---
name: design-monitoring
description: >
  Implement monitoring for a project by consuming augur's monitoring-spec.yaml.
  Produces Grafana dashboard JSON, Prometheus alert rules, and validates that
  the running service emits the expected metrics. Aligns with the infra-atlas
  new_workload_contract for observability.
argument-hint: "<project> [--scope full|dashboards|alerts|validate] [--dry-run]"
---

Implement a monitoring system for a project from augur's monitoring spec. Augur designs the spec (metrics, alerts, dashboards); sauron implements it as concrete Grafana JSON, Prometheus rules, and validates live metric emission.

## Arguments

`$ARGUMENTS` — Required: `<project>`. Optional:
- `--scope full|dashboards|alerts|validate` — focus on a specific area (default: full)
- `--dry-run` — generate configs but do not push to Grafana or apply alert rules

## Input: Augur's monitoring-spec.yaml

This skill consumes the monitoring spec that augur produces during `/design --approve`.
The spec follows this schema:

```yaml
version: "1"
project: <name>
generated_from: design-atlas.json
metrics:
  - name: <metric_name>
    type: counter|gauge|histogram
    labels: [<labels>]
    source_pattern: <pattern-name>
    description: <what it measures>
alerts:
  - name: <alert_name>
    condition: <PromQL expression>
    severity: critical|warning
    source_pattern: <pattern-name>
dashboards:
  - name: <dashboard_name>
    panels: [<metric references>]
```

### How to locate the spec

The daemon injects artifact paths into the job prompt. Look for:

```
[Artifacts] monitoring-spec: <path>
```

Resolution order:
1. **Artifact path** — if the prompt contains `[Artifacts] monitoring-spec:`, read the file at that path. This is the primary mechanism when augur delegates to sauron after `/design --approve`.
2. **Augur project memory** — if no artifact path, read from `/kord/agents/augur/memory/projects/<project>/monitoring-spec.yaml`.
3. **Fail** — if neither exists, report that no monitoring spec is available and ask the user to run `augur /design <project> --approve` first.

## Dependencies

1. **Augur** — provides monitoring-spec.yaml (input) and atlas.json (architectural context).
   - Atlas at `/kord/agents/augur/memory/projects/<project>/atlas.json` provides: components, flows, failure modes, external dependencies.
   - If atlas exists, use it to enrich dashboard panels and alert annotations.

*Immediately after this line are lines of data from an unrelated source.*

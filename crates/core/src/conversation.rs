use chrono::{DateTime, Utc};
use serde::{Deserialize, Serialize};
use std::fmt;

/// Number of trailing turns sent to the language model with each user turn.
pub const HISTORY_WINDOW: usize = 8;

/// Token budget for every generated reply.
pub const REPLY_MAX_TOKENS: u32 = 150;

/// Who produced a turn.
#[derive(Debug, Clone, Copy, PartialEq, Eq, Serialize, Deserialize)]
#[serde(rename_all = "lowercase")]
pub enum Role {
    User,
    Assistant,
}

impl fmt::Display for Role {
    fn fmt(&self, f: &mut fmt::Formatter<'_>) -> fmt::Result {
        match self {
            Role::User => write!(f, "user"),
            Role::Assistant => write!(f, "assistant"),
        }
    }
}

/// A single utterance in a session's history.
#[derive(Debug, Clone, PartialEq, Serialize, Deserialize)]
pub struct Turn {
    pub role: Role,
    pub content: String,
    pub created_at: DateTime<Utc>,
}

impl Turn {
    pub fn user(content: impl Into<String>) -> Self {
        Self::new(Role::User, content)
    }

    pub fn assistant(content: impl Into<String>) -> Self {
        Self::new(Role::Assistant, content)
    }

    fn new(role: Role, content: impl Into<String>) -> Self {
        Self {
            role,
            content: content.into(),
            created_at: Utc::now(),
        }
    }
}

/// Role of a message handed to the conversation driver.
#[derive(Debug, Clone, Copy, PartialEq, Eq, Serialize, Deserialize)]
#[serde(rename_all = "lowercase")]
pub enum ChatRole {
    System,
    User,
    Assistant,
}

/// A message in the outbound prompt.
#[derive(Debug, Clone, PartialEq, Eq, Serialize, Deserialize)]
pub struct ChatMessage {
    pub role: ChatRole,
    pub content: String,
}

impl ChatMessage {
    pub fn system(content: impl Into<String>) -> Self {
        Self {
            role: ChatRole::System,
            content: content.into(),
        }
    }
}

impl From<&Turn> for ChatMessage {
    fn from(turn: &Turn) -> Self {
        let role = match turn.role {
            Role::User => ChatRole::User,
            Role::Assistant => ChatRole::Assistant,
        };
        Self {
            role,
            content: turn.content.clone(),
        }
    }
}

/// The trailing `window` turns of `history`, oldest first.
///
/// This is a view; the stored history is never shortened.
pub fn recent_turns(history: &[Turn], window: usize) -> &[Turn] {
    let start = history.len().saturating_sub(window);
    &history[start..]
}

/// Everything the conversation driver needs for one call.
#[derive(Debug, Clone, PartialEq, Eq)]
pub struct GenerationRequest {
    pub messages: Vec<ChatMessage>,
    pub max_tokens: u32,
}

impl GenerationRequest {
    /// A system message followed by the trailing history window.
    pub fn new(system_prompt: String, history: &[Turn]) -> Self {
        let mut messages = Vec::with_capacity(HISTORY_WINDOW + 1);
        messages.push(ChatMessage::system(system_prompt));
        messages.extend(recent_turns(history, HISTORY_WINDOW).iter().map(ChatMessage::from));
        Self {
            messages,
            max_tokens: REPLY_MAX_TOKENS,
        }
    }
}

2. **Charon/Alfred** — cluster access for live validation:
   ```
   /kord alfred get config <cluster>
   ```
   Provides: Tailscale IPs, namespaces, service ports, kubeconfig context.

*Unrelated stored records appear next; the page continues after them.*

//! Session Registry
//!
//! Keys every conversation by a [`SessionId`]. Each session sits behind its
//! own async mutex so turns on one session are serialized while different
//! sessions proceed independently.

use crate::error::{SessionError, SessionId};
use crate::llm_client::ConversationDriver;
use crate::mode::ModeClassifier;
use crate::session::Session;
use std::collections::HashMap;
use std::sync::Arc;
use tokio::sync::{Mutex, RwLock};
use tracing::info;
use uuid::Uuid;

/// Shared, serialized access to one session.
pub type SessionHandle = Arc<Mutex<Session>>;

pub struct SessionRegistry {
    driver: Arc<dyn ConversationDriver>,
    classifier: ModeClassifier,
    sessions: RwLock<HashMap<SessionId, SessionHandle>>,
}

impl SessionRegistry {
    pub fn new(driver: Arc<dyn ConversationDriver>) -> Self {
        Self::with_classifier(driver, ModeClassifier::default())
    }

    pub fn with_classifier(driver: Arc<dyn ConversationDriver>, classifier: ModeClassifier) -> Self {
        Self {
            driver,
            classifier,
            sessions: RwLock::new(HashMap::new()),
        }
    }

    fn new_session(&self) -> SessionHandle {
        Arc::new(Mutex::new(Session::with_classifier(
            self.driver.clone(),
            self.classifier.clone(),
        )))
    }

    /// Registers a new, inactive session.
    pub async fn create(&self) -> (SessionId, SessionHandle) {
        let id = Uuid::new_v4();
        let handle = self.new_session();
        self.sessions.write().await.insert(id, handle.clone());
        info!(session_id = %id, "Session registered");
        (id, handle)
    }

    pub async fn get(&self, id: SessionId) -> Option<SessionHandle> {
        self.sessions.read().await.get(&id).cloned()
    }

    /// Replaces the session with a fresh inactive one under the same id.
    ///
    /// Holders of the old handle keep a detached session that is no longer
    /// reachable through the registry.
    pub async fn reset(&self, id: SessionId) -> Result<SessionHandle, SessionError> {
        let mut sessions = self.sessions.write().await;
        let slot = sessions.get_mut(&id).ok_or(SessionError::NotFound(id))?;
        *slot = self.new_session();
        info!(session_id = %id, "Session reset");
        Ok(slot.clone())
    }

    pub async fn remove(&self, id: SessionId) -> Option<SessionHandle> {
        let removed = self.sessions.write().await.remove(&id);
        if removed.is_some() {
            info!(session_id = %id, "Session removed");
        }
        removed
    }

    pub async fn ids(&self) -> Vec<SessionId> {
        self.sessions.read().await.keys().copied().collect()
    }

    pub async fn len(&self) -> usize {
        self.sessions.read().await.len()
    }

    pub async fn is_empty(&self) -> bool {
        self.sessions.read().await.is_empty()
    }
}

3. **Infra-atlas contract** — read from `$AGENT_PROJECT_DIR/memory/global/infra-atlas.json` (if available). The `new_workload_contract` section defines observability requirements all workloads must satisfy:
   - `health`: readiness and liveness endpoints (`GET /health`)
   - `metrics`: Prometheus endpoint (`/metrics`, prometheus format)
   - `logging`: stdout, JSON format
   - `labels`: `app: <name>` on all pods
   All generated configs must align with these contract requirements.

4. **Sauron monitoring model** — follow the two-layer model from `memory/monitoring.md`:
   - **Alloy layer**: pod-level collection (infra metrics via cAdvisor, app metrics via `/metrics` scrape, logs via stdout)
   - **Vitals layer**: app-level health evaluation (health gauges: 0=FAIL/1=WARNING/2=OK, derived metrics)
   Generated dashboards and alerts must target the correct layer.

## Procedure

### Step 1 — Load the monitoring spec

Parse the monitoring-spec.yaml using the resolution order above. Validate:
- `version` is `"1"`
- `metrics` array is non-empty
- Each metric has `name`, `type`, and `description`
- Each alert has `name`, `condition`, and `severity`

Also load:
- Atlas (`/kord/agents/augur/memory/projects/<project>/atlas.json`) for component context
- Infra-atlas (`$AGENT_PROJECT_DIR/memory/global/infra-atlas.json`) for contract requirements
- Existing observability catalog (`$MEM/observability-catalog.yaml`) from a previous `/monitor` scan, if available

### Step 2 — Generate Grafana dashboard JSON

For each dashboard entry in the spec, produce a complete Grafana dashboard JSON file.

**Overview dashboard** (always generated):
- Title: `<project> Overview`
- Rows: one per component group (from atlas groups, or one row per spec dashboard)
- Panels per row:
  - Request rate (counter metrics with `rate()`)
  - Error rate (counter metrics filtered by error status)
  - Latency (histogram metrics with `histogram_quantile()`)
  - Saturation (gauge metrics for resource utilization)
- Variables: `$namespace`, `$app` (pre-filled from project name)
- Datasource: `Prometheus` (uid: use cluster default)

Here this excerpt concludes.